● **Directions for this task**: Copy each line containing the word "fields" from the records that follow, please.
------------------------
//! Snapshot-to-records pipeline. Everything here is synchronous and works on
//! serialized HTML, so it runs the same against a live tab or a fixture.

pub mod aggregate;
pub mod classify;
pub mod discover;
pub mod dom;
pub mod fields;
pub mod product_url;

use crate::core::types::ProductRecord;
use classify::{CategoryRule, Verdict};
use scraper::Html;
use tracing::debug;
use url::Url;

/// Records extracted from one page snapshot.
#[derive(Debug, Clone, Default)]
pub struct PageExtraction {
    pub cards_found: usize,
    /// Named records that passed the category rule, in page order.
    pub records: Vec<ProductRecord>,
    pub unnamed: usize,
    pub rejected: usize,
}

/// Discover, extract and classify every card in `html`.
pub fn extract_page(html: &str, page_url: &str, rule: &CategoryRule) -> PageExtraction {
    let document = Html::parse_document(html);
    let base = Url::parse(page_url).ok();
    let cards = discover::discover_cards(&document, base.as_ref());

    let mut extraction = PageExtraction {
        cards_found: cards.len(),
        ..PageExtraction::default()
    };

    for card in &cards {
        let record = fields::extract_record(card, base.as_ref());
        if !record.is_persistable() {
            extraction.unnamed += 1;
            continue;
        }
        match rule.evaluate(&record.name, &record.product_url) {
            Verdict::Included(keyword) => {
                debug!("  + {} [{}] ({})", record.name, record.price, keyword);
                extraction.records.push(record);
            }
            Verdict::Admitted => {
                debug!("  + {} [{}] (unfiltered)", record.name, record.price);
                extraction.records.push(record);
            }
            Verdict::Excluded(keyword) => {
                debug!("  - {} (excluded by '{}')", record.name, keyword);
                extraction.rejected += 1;
            }
            Verdict::Unmatched => {
                debug!("  - {} (no category keyword)", record.name);
                extraction.rejected += 1;
            }
        }
    }

    extraction
}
------------------------
● **Written solution**:
pub mod fields;
        let record = fields::extract_record(card, base.as_ref());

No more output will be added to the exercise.